The answer should contain every record below, output exactly.

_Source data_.
##############################

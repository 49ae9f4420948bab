use crate::config::AppConfig;
use crate::db::SqliteStore;
use crate::error::ApiError;
use crate::pipeline;
use crate::services::parse_kind;
use actix_web::{web, HttpResponse};
use common::model::import::ImportResult;
use common::model::kind::DataKind;
use common::requests::ImportRequest;

/// Handler for `POST /api/import/{kind}`.
///
/// - `200 OK` with the `ImportResult` whenever the CSV could be parsed and the
///   bulk write succeeded, even if some (or all) rows were rejected.
/// - An `ApiError` response for unknown kinds, unparseable CSV and storage failures.
pub(crate) async fn process(
    config: web::Data<AppConfig>,
    kind: web::Path<String>,
    payload: web::Json<ImportRequest>,
) -> Result<HttpResponse, ApiError> {
    let kind = parse_kind(&kind)?;
    let result = import_csv(config.database_path.clone(), kind, payload.into_inner().csv_data).await?;
    Ok(HttpResponse::Ok().json(result))
}

/// Runs the import pipeline on a blocking thread with its own connection.
pub(crate) async fn import_csv(
    database_path: String,
    kind: DataKind,
    csv_data: String,
) -> Result<ImportResult, ApiError> {
    tokio::task::spawn_blocking(move || {
        let mut store = SqliteStore::open(&database_path).map_err(ApiError::Storage)?;
        pipeline::import(kind, &csv_data, &mut store)
    })
    .await
    .map_err(|e| ApiError::Task(e.to_string()))?
}
//! SQLite persistence for herd records.
//!
//! Every request opens its own connection from the configured database path,
//! so the store is used from inside blocking tasks only.

pub mod records;
mod schema;

use crate::db::records::Record;
use crate::pipeline::resolver::ReferenceLookup;
use crate::pipeline::BulkWriter;
use log::debug;
use rusqlite::{params, params_from_iter, Connection, OptionalExtension};
use std::time::Duration;

#[derive(Debug, thiserror::Error)]
pub enum StoreError {
    #[error("database error: {0}")]
    Sqlite(#[from] rusqlite::Error),
}

/// Opens (creating if needed) the database at `path` and applies the schema.
pub fn open(path: &str) -> Result<Connection, StoreError> {
    let conn = Connection::open(path)?;
    prepare(&conn)?;
    Ok(conn)
}

fn prepare(conn: &Connection) -> Result<(), StoreError> {
    conn.busy_timeout(Duration::from_secs(5))?;
    conn.execute_batch("PRAGMA foreign_keys = ON;")?;
    conn.execute_batch(schema::SCHEMA)?;
    Ok(())
}

/// `ReferenceLookup` and `BulkWriter` backed by one SQLite connection.
pub struct SqliteStore {
    conn: Connection,
}

impl SqliteStore {
    pub fn open(path: &str) -> Result<Self, StoreError> {
        Ok(Self { conn: open(path)? })
    }

    #[cfg(test)]
    pub fn in_memory() -> Result<Self, StoreError> {
        let conn = Connection::open_in_memory()?;
        prepare(&conn)?;
        Ok(Self { conn })
    }

    pub fn connection(&self) -> &Connection {
        &self.conn
    }
}

impl ReferenceLookup for SqliteStore {
    fn animal_id_by_tag(&self, tag: &str) -> Result<Option<String>, StoreError> {
        let id = self
            .conn
            .query_row(
                "SELECT id FROM animals WHERE tag_number = ?1",
                params![tag],
                |row| row.get::<_, String>(0),
            )
            .optional()?;
        Ok(id)
    }

    fn property_id_by_name(&self, name: &str) -> Result<Option<String>, StoreError> {
        // Property names are not unique; the oldest property wins.
        let id = self
            .conn
            .query_row(
                "SELECT id FROM properties WHERE name = ?1 ORDER BY rowid LIMIT 1",
                params![name],
                |row| row.get::<_, String>(0),
            )
            .optional()?;
        Ok(id)
    }
}

impl BulkWriter for SqliteStore {
    /// Inserts all `rows` in one transaction. Any failing row rolls back the
    /// whole batch.
    fn insert_all<R: Record>(&mut self, rows: &[R]) -> Result<usize, StoreError> {
        let sql = R::insert_sql();
        let tx = self.conn.transaction()?;
        {
            let mut stmt = tx.prepare(&sql)?;
            for row in rows {
                stmt.execute(params_from_iter(row.values()))?;
            }
        }
        tx.commit()?;
        debug!("Inserted {} rows into {}", rows.len(), R::TABLE);
        Ok(rows.len())
    }
}
use chrono::NaiveDate;
use serde::{Deserialize, Serialize};
use std::str::FromStr;

/// Production type of an animal.
#[derive(Debug, Clone, Copy, PartialEq, Eq, Serialize, Deserialize)]
#[serde(rename_all = "kebab-case")]
pub enum AnimalType {
    Dairy,
    Beef,
}

impl AnimalType {
    /// Accepted CSV spellings, matched exactly.
    pub const VALUES: &'static [&'static str] = &["dairy", "beef"];

    pub fn as_str(&self) -> &'static str {
        match self {
            AnimalType::Dairy => "dairy",
            AnimalType::Beef => "beef",
        }
    }
}

impl FromStr for AnimalType {
    type Err = String;

    fn from_str(s: &str) -> Result<Self, Self::Err> {
        match s {
            "dairy" => Ok(AnimalType::Dairy),
            "beef" => Ok(AnimalType::Beef),
            other => Err(format!("unknown animal type '{}'", other)),
        }
    }
}

#[derive(Debug, Clone, Copy, PartialEq, Eq, Serialize, Deserialize)]
#[serde(rename_all = "kebab-case")]
pub enum Sex {
    Male,
    Female,
}

impl Sex {
    pub const VALUES: &'static [&'static str] = &["male", "female"];

    pub fn as_str(&self) -> &'static str {
        match self {
            Sex::Male => "male",
            Sex::Female => "female",
        }
    }
}

impl FromStr for Sex {
    type Err = String;

    fn from_str(s: &str) -> Result<Self, Self::Err> {
        match s {
            "male" => Ok(Sex::Male),
            "female" => Ok(Sex::Female),
            other => Err(format!("unknown sex '{}'", other)),
        }
    }
}

/// How an animal was conceived.
#[derive(Debug, Clone, Copy, PartialEq, Eq, Serialize, Deserialize)]
#[serde(rename_all = "kebab-case")]
pub enum BreedingMethod {
    LiveCover,
    Ai,
}

impl BreedingMethod {
    pub const VALUES: &'static [&'static str] = &["live-cover", "ai"];

    pub fn as_str(&self) -> &'static str {
        match self {
            BreedingMethod::LiveCover => "live-cover",
            BreedingMethod::Ai => "ai",
        }
    }
}

impl FromStr for BreedingMethod {
    type Err = String;

    fn from_str(s: &str) -> Result<Self, Self::Err> {
        match s {
            "live-cover" => Ok(BreedingMethod::LiveCover),
            "ai" => Ok(BreedingMethod::Ai),
            other => Err(format!("unknown breeding method '{}'", other)),
        }
    }
}

/// A persisted animal.
///
/// `tag_number` is the natural key other records refer to in CSV files;
/// `sire_id` and `dam_id` hold surrogate IDs of other animals.
#[derive(Debug, Clone, PartialEq, Serialize, Deserialize)]
#[serde(rename_all = "camelCase")]
pub struct Animal {
    pub id: String,
    pub tag_number: String,
    pub name: Option<String>,
    #[serde(rename = "type")]
    pub animal_type: AnimalType,
    pub sex: Sex,
    pub date_of_birth: Option<NaiveDate>,
    pub breeding_method: Option<BreedingMethod>,
    pub sire_id: Option<String>,
    pub dam_id: Option<String>,
    pub herd_name: Option<String>,
    pub organic: bool,
}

##############################

_Output_.
repository 49ae9f4420948bab
use crate::config::AppConfig;
use crate::db::SqliteStore;
use crate::error::ApiError;
use crate::pipeline;
use crate::services::parse_kind;
use actix_web::{web, HttpResponse};
use common::model::import::ImportResult;
use common::model::kind::DataKind;
use common::requests::ImportRequest;

/// Handler for `POST /api/import/{kind}`.
///
/// - `200 OK` with the `ImportResult` whenever the CSV could be parsed and the
///   bulk write succeeded, even if some (or all) rows were rejected.
/// - An `ApiError` response for unknown kinds, unparseable CSV and storage failures.
pub(crate) async fn process(
    config: web::Data<AppConfig>,
    kind: web::Path<String>,
    payload: web::Json<ImportRequest>,
) -> Result<HttpResponse, ApiError> {
    let kind = parse_kind(&kind)?;
    let result = import_csv(config.database_path.clone(), kind, payload.into_inner().csv_data).await?;
    Ok(HttpResponse::Ok().json(result))
}

/// Runs the import pipeline on a blocking thread with its own connection.
pub(crate) async fn import_csv(
    database_path: String,
    kind: DataKind,
    csv_data: String,
) -> Result<ImportResult, ApiError> {
    tokio::task::spawn_blocking(move || {
        let mut store = SqliteStore::open(&database_path).map_err(ApiError::Storage)?;
        pipeline::import(kind, &csv_data, &mut store)
    })
    .await
    .map_err(|e| ApiError::Task(e.to_string()))?
}
//! SQLite persistence for herd records.
//!
//! Every request opens its own connection from the configured database path,
//! so the store is used from inside blocking tasks only.

pub mod records;
mod schema;

use crate::db::records::Record;
use crate::pipeline::resolver::ReferenceLookup;
use crate::pipeline::BulkWriter;
use log::debug;
use rusqlite::{params, params_from_iter, Connection, OptionalExtension};
use std::time::Duration;

#[derive(Debug, thiserror::Error)]
pub enum StoreError {
    #[error("database error: {0}")]
    Sqlite(#[from] rusqlite::Error),
}

/// Opens (creating if needed) the database at `path` and applies the schema.
pub fn open(path: &str) -> Result<Connection, StoreError> {
    let conn = Connection::open(path)?;
    prepare(&conn)?;
    Ok(conn)
}

fn prepare(conn: &Connection) -> Result<(), StoreError> {
    conn.busy_timeout(Duration::from_secs(5))?;
    conn.execute_batch("PRAGMA foreign_keys = ON;")?;
    conn.execute_batch(schema::SCHEMA)?;
    Ok(())
}

/// `ReferenceLookup` and `BulkWriter` backed by one SQLite connection.
pub struct SqliteStore {
    conn: Connection,
}

impl SqliteStore {
    pub fn open(path: &str) -> Result<Self, StoreError> {
        Ok(Self { conn: open(path)? })
    }

    #[cfg(test)]
    pub fn in_memory() -> Result<Self, StoreError> {
        let conn = Connection::open_in_memory()?;
        prepare(&conn)?;
        Ok(Self { conn })
    }

    pub fn connection(&self) -> &Connection {
        &self.conn
    }
}

impl ReferenceLookup for SqliteStore {
    fn animal_id_by_tag(&self, tag: &str) -> Result<Option<String>, StoreError> {
        let id = self
            .conn
            .query_row(
                "SELECT id FROM animals WHERE tag_number = ?1",
                params![tag],
                |row| row.get::<_, String>(0),
            )
            .optional()?;
        Ok(id)
    }

    fn property_id_by_name(&self, name: &str) -> Result<Option<String>, StoreError> {
        // Property names are not unique; the oldest property wins.
        let id = self
            .conn
            .query_row(
                "SELECT id FROM properties WHERE name = ?1 ORDER BY rowid LIMIT 1",
                params![name],
                |row| row.get::<_, String>(0),
            )
            .optional()?;
        Ok(id)
    }
}

impl BulkWriter for SqliteStore {
    /// Inserts all `rows` in one transaction. Any failing row rolls back the
    /// whole batch.
    fn insert_all<R: Record>(&mut self, rows: &[R]) -> Result<usize, StoreError> {
        let sql = R::insert_sql();
        let tx = self.conn.transaction()?;
        {
            let mut stmt = tx.prepare(&sql)?;
            for row in rows {
                stmt.execute(params_from_iter(row.values()))?;
            }
        }
        tx.commit()?;
        debug!("Inserted {} rows into {}", rows.len(), R::TABLE);
        Ok(rows.len())
    }
}
use chrono::NaiveDate;
use serde::{Deserialize, Serialize};
use std::str::FromStr;

/// Production type of an animal.
#[derive(Debug, Clone, Copy, PartialEq, Eq, Serialize, Deserialize)]
#[serde(rename_all = "kebab-case")]
pub enum AnimalType {
    Dairy,
    Beef,
}

impl AnimalType {
    /// Accepted CSV spellings, matched exactly.
    pub const VALUES: &'static [&'static str] = &["dairy", "beef"];

    pub fn as_str(&self) -> &'static str {
        match self {
            AnimalType::Dairy => "dairy",
            AnimalType::Beef => "beef",
        }
    }
}

impl FromStr for AnimalType {
    type Err = String;

    fn from_str(s: &str) -> Result<Self, Self::Err> {
        match s {
            "dairy" => Ok(AnimalType::Dairy),
            "beef" => Ok(AnimalType::Beef),
            other => Err(format!("unknown animal type '{}'", other)),
        }
    }
}

#[derive(Debug, Clone, Copy, PartialEq, Eq, Serialize, Deserialize)]
#[serde(rename_all = "kebab-case")]
pub enum Sex {
    Male,
    Female,
}

impl Sex {
    pub const VALUES: &'static [&'static str] = &["male", "female"];

    pub fn as_str(&self) -> &'static str {
        match self {
            Sex::Male => "male",
            Sex::Female => "female",
        }
    }
}

impl FromStr for Sex {
    type Err = String;

    fn from_str(s: &str) -> Result<Self, Self::Err> {
        match s {
            "male" => Ok(Sex::Male),
            "female" => Ok(Sex::Female),
            other => Err(format!("unknown sex '{}'", other)),
        }
    }
}

/// How an animal was conceived.
#[derive(Debug, Clone, Copy, PartialEq, Eq, Serialize, Deserialize)]
#[serde(rename_all = "kebab-case")]
pub enum BreedingMethod {
    LiveCover,
    Ai,
}

impl BreedingMethod {
    pub const VALUES: &'static [&'static str] = &["live-cover", "ai"];

    pub fn as_str(&self) -> &'static str {
        match self {
            BreedingMethod::LiveCover => "live-cover",
            BreedingMethod::Ai => "ai",
        }
    }
}

impl FromStr for BreedingMethod {
    type Err = String;

    fn from_str(s: &str) -> Result<Self, Self::Err> {
        match s {
            "live-cover" => Ok(BreedingMethod::LiveCover),
            "ai" => Ok(BreedingMethod::Ai),
            other => Err(format!("unknown breeding method '{}'", other)),
        }
    }
}

/// A persisted animal.
///
/// `tag_number` is the natural key other records refer to in CSV files;
/// `sire_id` and `dam_id` hold surrogate IDs of other animals.
#[derive(Debug, Clone, PartialEq, Serialize, Deserialize)]
#[serde(rename_all = "camelCase")]
pub struct Animal {
    pub id: String,
    pub tag_number: String,
    pub name: Option<String>,
    #[serde(rename = "type")]
    pub animal_type: AnimalType,
    pub sex: Sex,
    pub date_of_birth: Option<NaiveDate>,
    pub breeding_method: Option<BreedingMethod>,
    pub sire_id: Option<String>,
    pub dam_id: Option<String>,
    pub herd_name: Option<String>,
    pub organic: bool,
}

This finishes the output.